Metro has inspected 728 of 748 of the 7000-series rail cars so far. Of the roughly 2,900 axels that have been inspected, crews discovered 18 of them were out of alignment, Wiedefeld said.

Wiedefeld said neither the train operator nor central control knew that the railcar that derailed had actually come off the tracks two times prior to the third derailment. It wasn’t discovered until a later inspection found damage on tracks, he said.

The National Transportation Safety Board released its hold on the 7000-series cars, but the Washington Metro Safety Coalition must now clear them to return to service, he said.

Metro said it would continue to run limited rail service through at least Halloween, extending the expected timetable by a week. The transit agency previously said the delays would continue until at least Oct. 24.

Red Line trains are running every 15 to 20 minutes. Other lines are operating every 30 to 40 minutes. However, Silver Line trains are running every 30-40 minutes between Wiehle-Reston East and Federal Center SW only. Riders should use the Orange or Blue lines to continue their trips.

Metro warned riders to be prepared for delays and suggests Metrobus as an alternative.

On Oct. 12, a Metro train derailed on the Blue Line near the Arlington Cemetery station.

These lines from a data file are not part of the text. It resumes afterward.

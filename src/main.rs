use anyhow::{Context, Result};
use clap::{ArgAction, Args, Parser, Subcommand};
use dialoguer::Confirm;
use picsort::core::config::{LowPolicy, Preset, SortConfig};
use picsort::core::histogram::describe_color;
use picsort::pipeline::{self, RunOptions, RunSummary};
use picsort::services::history::{self, RestoreSelection};
use picsort::services::save::SaveMode;
use picsort::services::scanner::ScanOptions;
use std::path::PathBuf;
use std::time::Instant;
use tracing_subscriber::EnvFilter;

#[derive(Parser, Debug)]
#[command(
    name = "picsort",
    version,
    about = "Sort pictures by shape, size and dominant color"
)]
struct Cli {
    /// Increase log verbosity (-v info, -vv debug)
    #[arg(short, long, action = ArgAction::Count, global = true)]
    verbose: u8,

    /// Worker threads for decoding and hashing (1 = sequential)
    #[arg(short, long, value_name = "N", global = true)]
    jobs: Option<usize>,

    #[command(subcommand)]
    command: Commands,
}

#[derive(Subcommand, Debug)]
enum Commands {
    /// Sort, deduplicate and save images into `<output>/<Shape>/<Size>/`
    Sort {
        #[command(flatten)]
        classify: ClassifyArgs,

        /// Output root (default: `<source>/PicturesSort`)
        #[arg(short, long, value_name = "DIR")]
        output: Option<PathBuf>,

        /// Move files instead of copying them
        #[arg(long = "move")]
        move_files: bool,

        /// Do not ask before moving files
        #[arg(short, long)]
        yes: bool,

        /// Only show where files would go
        #[arg(long)]
        dry_run: bool,
    },

    /// Show how images would be grouped and ordered, without writing
    Scan {
        #[command(flatten)]
        classify: ClassifyArgs,

        /// Output root to leave out of the scan (default: `<source>/PicturesSort`)
        #[arg(short, long, value_name = "DIR")]
        output: Option<PathBuf>,
    },

    /// Work with sort history
    History {
        #[command(subcommand)]
        command: HistoryCmd,
    },
}

#[derive(Args, Debug)]
struct ClassifyArgs {
    /// Directory to read images from (default: your pictures directory)
    #[arg(short, long, value_name = "DIR")]
    source: Option<PathBuf>,

    /// Threshold preset
    #[arg(long, value_enum, default_value_t = Preset::Blurred)]
    preset: Preset,

    /// How the Low size tier is defined
    #[arg(long, value_enum, default_value_t = LowPolicy::Complement)]
    low_policy: LowPolicy,

    /// Image extension to include, repeatable (default: jpg, jpeg, png)
    #[arg(long = "ext", value_name = "EXT")]
    extensions: Vec<String>,
}

impl ClassifyArgs {
    fn source(&self) -> Result<PathBuf> {
        self.source
            .clone()
            .or_else(dirs::picture_dir)
            .context("No --source given and no pictures directory could be determined")
    }

    fn config(&self) -> SortConfig {
        SortConfig::from_preset(self.preset).with_low_policy(self.low_policy)
    }

    fn scan_options(&self) -> ScanOptions {
        if self.extensions.is_empty() {
            ScanOptions::default()
        } else {
            ScanOptions::default().with_extensions(&self.extensions)
        }
    }
}

#[derive(Subcommand, Debug)]
enum HistoryCmd {
    /// List all sort history records
    List {
        /// Output root the history lives in
        #[arg(short, long, value_name = "DIR")]
        output: PathBuf,
    },

    /// Move files of `moved` records back to their original paths
    Restore {
        /// Output root the history lives in
        #[arg(short, long, value_name = "DIR")]
        output: PathBuf,
        /// Restore the record at this `history list` index
        #[arg(long, conflicts_with = "all")]
        record: Option<usize>,
        /// Restore all records
        #[arg(long, conflicts_with = "record")]
        all: bool,
    },
}

fn main() -> Result<()> {
    let cli = Cli::parse();
    init_tracing(cli.verbose);

    if let Some(jobs) = cli.jobs {
        rayon::ThreadPoolBuilder::new()
            .num_threads(jobs)
            .build_global()
            .context("Failed to configure worker threads")?;
    }

    let start = Instant::now();
    match cli.command {
        Commands::Sort {
            classify,
            output,
            move_files,
            yes,
            dry_run,
        } => {
            let source = classify.source()?;
            let output = output.unwrap_or_else(|| pipeline::default_output(&source));
            let mode = if move_files {
                SaveMode::Move
            } else {
                SaveMode::Copy
            };

            if mode == SaveMode::Move && !dry_run && !yes {
                let proceed = Confirm::new()
                    .with_prompt(format!(
                        "Move images out of {} into {}?",
                        source.display(),
                        output.display()
                    ))
                    .default(false)
                    .interact()?;
                if !proceed {
                    println!("Aborted; no files were changed.");
                    return Ok(());
                }
            }

            let options = RunOptions {
                source,
                output,
                config: classify.config(),
                scan: classify.scan_options(),
                mode,
                dry_run,
                show_progress: true,
            };
            let outcome = pipeline::run(&options)?;

            if dry_run {
                let verb = match mode {
                    SaveMode::Copy => "COPY",
                    SaveMode::Move => "MOVE",
                };
                for placement in &outcome.placements {
                    println!(
                        "   📦 [dry-run] {} {} → {}",
                        verb,
                        placement.source.display(),
                        placement.target.display()
                    );
                }
            }
            print_summary(&outcome.summary);

            if dry_run {
                println!("\n⚠️  Dry-run only; no files were changed.");
            } else if let Some(path) = outcome.history {
                println!("\n✅ Recorded sort history in {}", path.display());
            }
        }

        Commands::Scan { classify, output } => {
            let source = classify.source()?;
            let config = classify.config();
            let output = output.unwrap_or_else(|| pipeline::default_output(&source));
            let scan = classify.scan_options().excluding(&output);
            let classification = pipeline::classify_directory(&source, &scan, &config, true)?;

            for (key, profiles) in &classification.sorted.groups {
                println!("\n✨ Group {} ({} image(s)):", key, profiles.len());
                for profile in profiles {
                    println!(
                        "   ▶ {:>8} {:>11} {}",
                        describe_color(profile.dominant_color, config.metric),
                        profile.size.to_string(),
                        profile.path.display()
                    );
                }
            }
            for key in &classification.sorted.empty {
                println!("   · No image in group {}", key);
            }
            for (path, err) in &classification.failures {
                eprintln!("⚠️  Load image {}: {}", path.display(), err);
            }
            for err in &classification.unclassified {
                eprintln!("⚠️  {}", err);
            }
            print_summary(&classification.summary());
        }

        Commands::History { command } => match command {
            HistoryCmd::List { output } => {
                let lines = history::read_history(&output).with_context(|| {
                    format!("Could not read history in {}", output.display())
                })?;

                println!("🗂️  Sort History:");
                for (i, line) in lines.iter().enumerate() {
                    match &line.record {
                        Ok(rec) => println!(
                            "[{}] {}\n     action: {}\n     saved: {} of {} found ({} duplicate(s), {} failed)\n",
                            i,
                            rec.timestamp,
                            rec.action,
                            rec.summary.saved,
                            rec.summary.found,
                            rec.summary.duplicates,
                            rec.summary.failed + rec.summary.unclassified + rec.summary.save_failed
                        ),
                        Err(err) => eprintln!("⚠️  Skipping malformed entry {}: {}", i, err),
                    }
                }
            }

            HistoryCmd::Restore {
                output,
                record,
                all,
            } => {
                let selection = match (all, record) {
                    (true, _) => RestoreSelection::All,
                    (false, Some(index)) => RestoreSelection::Index(index),
                    (false, None) => RestoreSelection::Last,
                };
                let report = history::restore(&output, selection)?;

                for placement in &report.restored {
                    println!(
                        "🔄 Restored {} → {}",
                        placement.target.display(),
                        placement.source.display()
                    );
                }
                for (placement, reason) in &report.skipped {
                    eprintln!(
                        "⚠️  Skipped {}: {}",
                        placement.target.display(),
                        reason
                    );
                }
                println!("🧹 Updated history, removed {} record(s)", report.records);
                if report.kept > 0 {
                    println!(
                        "⚠️  Kept {} record(s) with files still to restore",
                        report.kept
                    );
                }
            }
        },
    }

    println!("⏱ Time: {:.2?}", start.elapsed());
    Ok(())
}

fn init_tracing(verbosity: u8) {
    let level = match verbosity {
        0 => "warn",
        1 => "info",
        _ => "debug",
    };
    let filter = EnvFilter::try_from_default_env()
        .unwrap_or_else(|_| EnvFilter::new(format!("picsort={level}")));

    tracing_subscriber::fmt()
        .with_env_filter(filter)
        .with_target(false)
        .with_writer(std::io::stderr)
        .init();
}

fn print_summary(summary: &RunSummary) {
    println!("\n📊 Summary");
    println!("   found:        {}", summary.found);
    println!("   load failed:  {}", summary.failed);
    println!("   classified:   {}", summary.classified);
    println!("   unclassified: {}", summary.unclassified);
    println!("   duplicates:   {}", summary.duplicates);
    println!("   saved:        {}", summary.saved);
    println!("   save failed:  {}", summary.save_failed);
}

Nearly 200 riders sat on the dark train and then walked through a tunnel the equivalent of about six football fields to get to safety. Some riders reported smoke on the train and made panicked calls to family members to tell them they loved them, fearing the worst. 

One person was taken to a hospital. Many more people could have been hurt or even killed, Jennifer Homendy, chair of the National Transportation Safety Board (NTSB) said at a news conference last week. 

“The potential for fatalities and serious injuries was significant. This could have resulted in a catastrophic event,” she said.